Plan
The normalized execution object. YAML, presets and kwargs become an immutable plan before data is written.
Core concepts
The framework is intentionally small in concept count. Most behavior comes from how a contract combines source, transformation, quality, schema policy, write mode and operational metadata.
The normalized execution object. YAML, presets and kwargs become an immutable plan before data is written.
The source reader. It should retrieve data and expose source metadata, not hide business transformations.
Physical normalization before quality/write: mapping, JSON parsing, flattening, arrays, projections and deduplication.
The Delta write semantics: append, overwrite, upsert, hash diff, SCD2 or full snapshot soft delete.
ContractForge supports split contracts because ingestion logic, catalog metadata, operational ownership and access control usually have different owners and approval paths.
| File | Primary owner | Contains | Applied by |
|---|---|---|---|
*.ingestion.yaml | Data engineering | Source, target, mode, schema policy, transformations, quality, idempotency and execution controls. | ingest_bundle() or contractforge validate-bundle + job execution. |
*.annotations.yaml | Data governance / domain owners | Table descriptions, column descriptions, aliases, PII classification, deprecation metadata and tags. | Ingestion workflow or apply_annotations_bundle(). |
*.operations.yaml | SRE / platform / data product owner | Business owner, technical owner, criticality, expected frequency, freshness SLA, runbook and alert metadata. | Ingestion workflow records it to control tables. |
*.access.yaml | Security / compliance | Grants, row filters, column masks and drift policy. | Dedicated access workflow with a privileged principal. |
The execution order is part of the product contract. It allows users to reason about cost, failure modes and observability without reading the implementation.
layer is a logical classification used by presets, validations and observability. target.schema is the physical schema in the catalog. They can be the same, but they do not have to be.
target:
catalog: main
schema: crm_curated
table: s_customers
layer: silver
ContractForge distinguishes between a thrown Python exception and the persisted operational state of a run. When an ingestion fails, the framework writes the failed run, the short error message and the full traceback to control tables, then raises ContractForgeExecutionError to the caller by default.
Notebook and job tasks stop naturally when the contract returns FAILED or ABORTED.
Use raise_on_failure=False in tests or exploratory notebooks when the failed result itself is the assertion target.

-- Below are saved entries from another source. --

//! # Terminal I/O Implementations
//!
//! Production implementations of I/O abstractions.
//! All crossterm and stdin handling is isolated to this module.

use super::{ByteStream, RenderStream};
use anyhow::Result;
use crossterm::style::{Color, ResetColor, SetForegroundColor};
use crossterm::terminal::{self, EnterAlternateScreen, LeaveAlternateScreen};
use crossterm::{cursor, execute, queue};
use std::collections::VecDeque;
use std::io::{self, Read, Write};
use std::sync::mpsc::{self, Receiver, RecvTimeoutError, Sender};
use std::thread;
use std::time::Duration;

/// What the reader thread saw
enum StdinChunk {
    Data(Vec<u8>),
    Closed,
    Failed(io::Error),
}

/// Keyboard bytes from stdin.
///
/// A dedicated reader thread blocks on `read` and forwards every chunk over
/// a channel, which gives `poll` a timeout without touching the file
/// descriptor. The thread is detached: it may be parked in `read` when the
/// viewer stops and goes away with the process.
pub struct StdinByteStream {
    chunks: Receiver<StdinChunk>,
    pending: VecDeque<u8>,
    closed: bool,
}

impl StdinByteStream {
    pub fn new() -> Result<Self> {
        Self::from_reader(io::stdin())
    }

    /// Stream the bytes of any blocking reader
    pub fn from_reader<R: Read + Send + 'static>(reader: R) -> Result<Self> {
        let (tx, rx) = mpsc::channel();
        thread::Builder::new()
            .name("stdin-reader".to_string())
            .spawn(move || read_loop(reader, tx))?;
        Ok(Self {
            chunks: rx,
            pending: VecDeque::new(),
            closed: false,
        })
    }

    fn accept(&mut self, chunk: StdinChunk) -> Result<()> {
        match chunk {
            StdinChunk::Data(data) => self.pending.extend(data),
            StdinChunk::Closed => self.closed = true,
            StdinChunk::Failed(e) => {
                self.closed = true;
                return Err(anyhow::Error::from(e).context("cannot read keyboard input"));
            }
        }
        Ok(())
    }
}

fn read_loop<R: Read>(mut reader: R, tx: Sender<StdinChunk>) {
    let mut buf = [0u8; 256];
    loop {
        let chunk = match reader.read(&mut buf) {
            Ok(0) => StdinChunk::Closed,
            Ok(n) => StdinChunk::Data(buf[..n].to_vec()),
            Err(e) if e.kind() == io::ErrorKind::Interrupted => continue,
            Err(e) => StdinChunk::Failed(e),
        };
        let last = !matches!(chunk, StdinChunk::Data(_));
        if tx.send(chunk).is_err() || last {
            break;
        }
    }
}

impl ByteStream for StdinByteStream {
    fn poll(&mut self, timeout: Duration) -> Result<bool> {
        if !self.pending.is_empty() || self.closed {
            return Ok(true);
        }
        match self.chunks.recv_timeout(timeout) {
            Ok(chunk) => self.accept(chunk)?,
            Err(RecvTimeoutError::Timeout) => return Ok(false),
            Err(RecvTimeoutError::Disconnected) => self.closed = true,
        }
        Ok(true)
    }

    fn read(&mut self, buf: &mut [u8]) -> Result<usize> {
        while self.pending.is_empty() && !self.closed {
            match self.chunks.recv() {
                Ok(chunk) => self.accept(chunk)?,
                Err(_) => self.closed = true,
            }
        }

        let n = self.pending.len().min(buf.len());
        for (slot, byte) in buf.iter_mut().zip(self.pending.drain(..n)) {
            *slot = byte;
        }
        Ok(n)
    }
}

/// Terminal-based render stream using crossterm
///
/// Commands are queued and only hit the terminal on `flush`, so one frame
/// is written in a single burst.
pub struct TerminalRenderStream<W: Write> {
    writer: W,
}

impl TerminalRenderStream<io::Stdout> {
    /// Create a new terminal render stream using stdout
    pub fn new() -> Self {
        Self {
            writer: io::stdout(),
        }
    }
}

impl<W: Write> TerminalRenderStream<W> {
    /// Create a terminal render stream with custom writer
    pub fn with_writer(writer: W) -> Self {
        Self { writer }
    }
}

impl<W: Write> Write for TerminalRenderStream<W> {
    fn write(&mut self, buf: &[u8]) -> io::Result<usize> {
        self.writer.write(buf)
    }

    fn flush(&mut self) -> io::Result<()> {
        self.writer.flush()
    }
}

impl<W: Write + Send> RenderStream for TerminalRenderStream<W> {
    fn clear_screen(&mut self) -> Result<()> {
        queue!(self.writer, terminal::Clear(terminal::ClearType::All)).map_err(anyhow::Error::from)
    }

    fn move_cursor(&mut self, x: u16, y: u16) -> Result<()> {
        queue!(self.writer, cursor::MoveTo(x, y)).map_err(anyhow::Error::from)
    }

    fn set_foreground(&mut self, color: Option<Color>) -> Result<()> {
        match color {
            Some(color) => queue!(self.writer, SetForegroundColor(color)),
            None => queue!(self.writer, ResetColor),
        }
        .map_err(anyhow::Error::from)
    }

    fn hide_cursor(&mut self) -> Result<()> {
        execute!(self.writer, cursor::Hide).map_err(anyhow::Error::from)
    }

    fn show_cursor(&mut self) -> Result<()> {
        execute!(self.writer, cursor::Show).map_err(anyhow::Error::from)
    }

    fn get_size(&self) -> Result<super::TerminalSize> {
        terminal::size().map_err(anyhow::Error::from)
    }

    fn enter_alternate_screen(&mut self) -> Result<()> {
        execute!(self.writer, EnterAlternateScreen).map_err(anyhow::Error::from)
    }

    fn leave_alternate_screen(&mut self) -> Result<()> {
        execute!(self.writer, LeaveAlternateScreen).map_err(anyhow::Error::from)
    }

    fn enable_raw_mode(&mut self) -> Result<()> {
        terminal::enable_raw_mode().map_err(anyhow::Error::from)
    }

    fn disable_raw_mode(&mut self) -> Result<()> {
        terminal::disable_raw_mode().map_err(anyhow::Error::from)
    }
}

impl Default for TerminalRenderStream<io::Stdout> {
    fn default() -> Self {
        Self::new()
    }
}

#[cfg(test)]
mod tests {
    use super::*;

    #[test]
    fn render_stream_should_queue_until_flush() {
        let mut stream = TerminalRenderStream::with_writer(Vec::new());
        stream.move_cursor(2, 3).unwrap();
        stream.set_foreground(Some(Color::Red)).unwrap();
        stream.write_all(b"hi").unwrap();
        stream.set_foreground(None).unwrap();
        stream.flush().unwrap();

        let out = String::from_utf8(stream.writer.clone()).unwrap();
        assert!(out.starts_with("\x1b[4;3H"));
        assert!(out.contains("hi"));
    }

    #[test]
    fn byte_stream_should_forward_reader_bytes_then_close() {
        let source = io::Cursor::new(b"ab\x1b[D".to_vec());
        let mut stream = StdinByteStream::from_reader(source).unwrap();
        let mut received = Vec::new();
        let mut buf = [0u8; 2];

        loop {
            assert!(stream.poll(Duration::from_secs(5)).unwrap());
            match stream.read(&mut buf).unwrap() {
                0 => break,
                n => received.extend_from_slice(&buf[..n]),
            }
        }

        assert_eq!(received, b"ab\x1b[D");
    }

    struct BrokenReader;

    impl Read for BrokenReader {
        fn read(&mut self, _buf: &mut [u8]) -> io::Result<usize> {
            Err(io::Error::other("EIO"))
        }
    }

    #[test]
    fn byte_stream_should_surface_read_errors() {
        let mut stream = StdinByteStream::from_reader(BrokenReader).unwrap();
        assert!(stream.poll(Duration::from_secs(5)).is_err());
    }
}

The result payload and control tables share the same operational vocabulary. A notebook can inspect the result immediately, while jobs and dashboards query persisted evidence.
| Question | Result payload | Control-table evidence |
|---|---|---|
| Did the run succeed? | status, error_message | ctrl_ingestion_runs.status, ctrl_ingestion_errors.stack_trace |
| How much data moved? | rows_read, rows_written, rows_inserted, rows_updated, rows_deleted | ctrl_ingestion_runs metrics and operation_metrics_json |
| Did quality pass? | quality_status, rows_quarantined | ctrl_ingestion_quality, ctrl_ingestion_quarantine |
| Did schema change? | schema_changes | ctrl_ingestion_schema_changes |
| Which runtime was used? | runtime_type, spark_version, python_version, framework_version | ctrl_ingestion_runs and ctrl_ingestion_metadata |
| Did governance apply? | governance, annotations_status | ctrl_ingestion_annotations, ctrl_ingestion_operations, ctrl_ingestion_access |
The same contract should be explicit about runtime-sensitive behavior. Some capabilities depend on Databricks serverless, classic clusters, Unity Catalog external locations or installed Spark connector libraries.
| Area | Serverless guidance | Classic cluster guidance |
|---|---|---|
| Object storage | Prefer Volumes or External Locations. | Can use direct Hadoop/S3A/ABFS configuration when credentials are allowed. |
| Auto Loader | Use checkpoint/schema locations available to the workspace. | Use cloudFiles with cluster-level storage access. |
| JDBC | Requires driver availability and network route. | Install driver and configure VPC/firewall/peering as needed. |
| External Spark connectors | Depends on serverless library support. | Install connector jars/packages on the cluster. |